In recent years, we at Sonatype have dedicated an extensive amount of time to studying enterprise development teams, open source projects, and how everything in the OSS ecosystem works together. In fact, in a two-year-long study with Gene Kim and Stephen Magill we examined software release patterns and cybersecurity hygiene practices across 30,000 different projects and teams.
Through this, we've found three truths for software engineering teams and the 20 million software developers that work for them:
They seek faster innovation.
They seek improved security.
They utilize a massive volume of open source libraries.
These truths can sometimes feel at odds with each other. Developers do not "own" the security of their own products. Instead, they are subject to security oversight and are relegated to using reactive tools that tell them about vulnerabilities and code issues after development. While the majority of developers have become more aware of security, it's difficult to implement appropriate measures when current tools to manage open source dependencies are often built with security in mind more than development.
I believe we're in the middle of an inflection point. The role of the software developer is changing again. Whether they're ready or not, developers now need to take responsibility for security and code quality, as the definition of dependency management evolves. With developers now needing to manage all of these elements simultaneously, their roles have become increasingly complex. It is therefore critical that they can have tools to automate key processes, helping to boost productivity, while simultaneously improving software security and quality.
This is why I'm proud to introduce Sonatype's newest enhancements for Sonatype Lifecycle: the Advanced Development Pack.
High-performing teams need solutions that make their development practices better. 67% of developers are regularly impacted when dependency upgrades break the functionality of their application, requiring them to spend time on rework. Tools that integrate dependency management into existing DevOps pipelines and go beyond just vulnerability identification and warnings are what developers require.
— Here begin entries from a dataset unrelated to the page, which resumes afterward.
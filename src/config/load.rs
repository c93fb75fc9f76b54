use std::{env, path::PathBuf};

use super::schema::Settings;

/// Configuration loading helpers.
///
/// `Settings::load` reads an optional config file and then environment
/// variables (prefix `AIRWAVE__`), falling back to struct defaults.
impl Settings {
    /// Load settings from environment and optional config file.
    pub fn load() -> Result<Self, ::config::ConfigError> {
        let config_path = resolve_config_path();

        let mut builder = ::config::Config::builder();

        if let Some(path) = &config_path {
            builder = builder.add_source(::config::File::from(path.as_path()).required(false));
        }

        builder = builder.add_source(
            ::config::Environment::with_prefix("AIRWAVE")
                .separator("__")
                .try_parsing(true),
        );

        let cfg = builder.build()?;
        let settings: Settings = cfg.try_deserialize()?;
        Ok(settings)
    }

    /// Perform basic validation checks on loaded settings.
    pub fn validate(&self) -> Result<(), String> {
        if !(0.0..=2.0).contains(&self.audio.volume) {
            return Err(format!(
                "audio.volume must be within 0.0..=2.0, got {}",
                self.audio.volume
            ));
        }
        if self.audio.connect_timeout_secs == 0 {
            return Err("audio.connect_timeout_secs must be >= 1".to_string());
        }
        Ok(())
    }
}

/// Resolve the config path from `AIRWAVE_CONFIG_PATH` or XDG defaults.
pub fn resolve_config_path() -> Option<PathBuf> {
    if let Some(p) = env::var_os("AIRWAVE_CONFIG_PATH") {
        return Some(PathBuf::from(p));
    }
    default_config_path()
}

/// Compute the default config path under `$XDG_CONFIG_HOME/airwave/config.toml`
/// or `~/.config/airwave/config.toml` when `XDG_CONFIG_HOME` is not set.
pub fn default_config_path() -> Option<PathBuf> {
    let config_home = if let Some(xdg) = env::var_os("XDG_CONFIG_HOME") {
        Some(PathBuf::from(xdg))
    } else {
        env::var_os("HOME").map(|home| PathBuf::from(home).join(".config"))
    };

    config_home.map(|d| d.join("airwave").join("config.toml"))
}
Organizations who invest in securing the best parts, from the fewest and best suppliers, and keeping those components updated, are widening the gap against their competitors. The best-performing organizations are applying automation to help them manage their open-source component choices and updates. For instance, we know that top-performing projects release 1.5 times more frequently than others and manage 2.9 times fewer dependencies. We also know that open source projects that update dependencies more frequently, typically maintain more secure code.
We wanted to put the control back in the development teams' hands. We wanted to help them engage in proactive dependency management practices without losing the momentum of agile development. The Advanced Development Pack does all of this.
It's ultimately about making developer's lives easier in everything they do, so they can focus on what they love - innovating at lightning speed. Developers don't want to be bogged down by never-ending security tickets. They want a no-fuss way of choosing the best components based on project quality and ease-of-upgrade. Knowing what components to avoid from the start of a project either because it doesn't fit policy, or is associated with abnormal committer behavior, saves developers an incredible amount of time. And, developers want to be able to fix issues as fast and as seamlessly as they can. With the Pack, we're providing them all of this. They'll be able to better understand:
The cost (read: effort) of migrating to a newer or safer version and whether it is possible to do so without breaking their code
The performance of OSS projects they are choosing when it comes to release frequency, cadence of dependency updates, development team size, and popularity — helping guide choices to a higher quality pool of components
The frequency in which dependencies have become vulnerable and are remediated - helping them better grasp the cost and threat of relying on such packages
When suspicious behavior has been observed in project code commits — providing an early warning to malicious injection attacks from adversaries
More specifically, it removes the guesswork, and tells developers exactly which dependencies provide the least costly upgrade path in terms of effort. Specific capabilities include:
Breaking changes — In an industry first, enabling developers to instantly see which component version upgrades will require the least effort with the fewest breaking changes.
Release integrity — A first-of-its-kind early warning system using AI and ML to automatically identify and block next-gen software supply chain attacks relying on typosquatting and malicious code injection. In the past 90 days, the malicious code detection bots supporting this feature have discovered 43 new malicious packages including electorn and loadyaml.
Project Hygiene Rating — dubbed the Consumer Reports of OSS Projects - this first-of-its-kind health & hygiene rating system enables developers to select projects with the very best track records of release frequency, popularity, vulnerability remediation times, developer staffing, and other performance attributes. The exemplar, neutral, and laggard ratings assigned to each component were determined by a deep analysis of 30,000 OSS projects over a five year period.
Transitive Solver — Tackling a project's overall risk and not just individual dependencies, Sonatype's transitive solver provides comprehensive remediation advice for solving both direct and transitive dependencies — all without violating policies or failing builds.
Component Chooser — Think of this as Google for open source — it is an engine that helps developers search and compare OSS components in order to select the highest quality options. Component quality takes into account the project's hygiene rating, security and license compliance, and awareness of where else the component is being used within the developer's organization. This feature — currently in beta — will be generally available in 2021.
I've said this before, but it remains even more true today: New versions of components are released at an overwhelming pace, approximately 20,000 per day, making it impossible for most teams to manually manage dependencies. The Advanced Development Pack will automate this otherwise painful process and help developers update to the best and newest versions of component releases.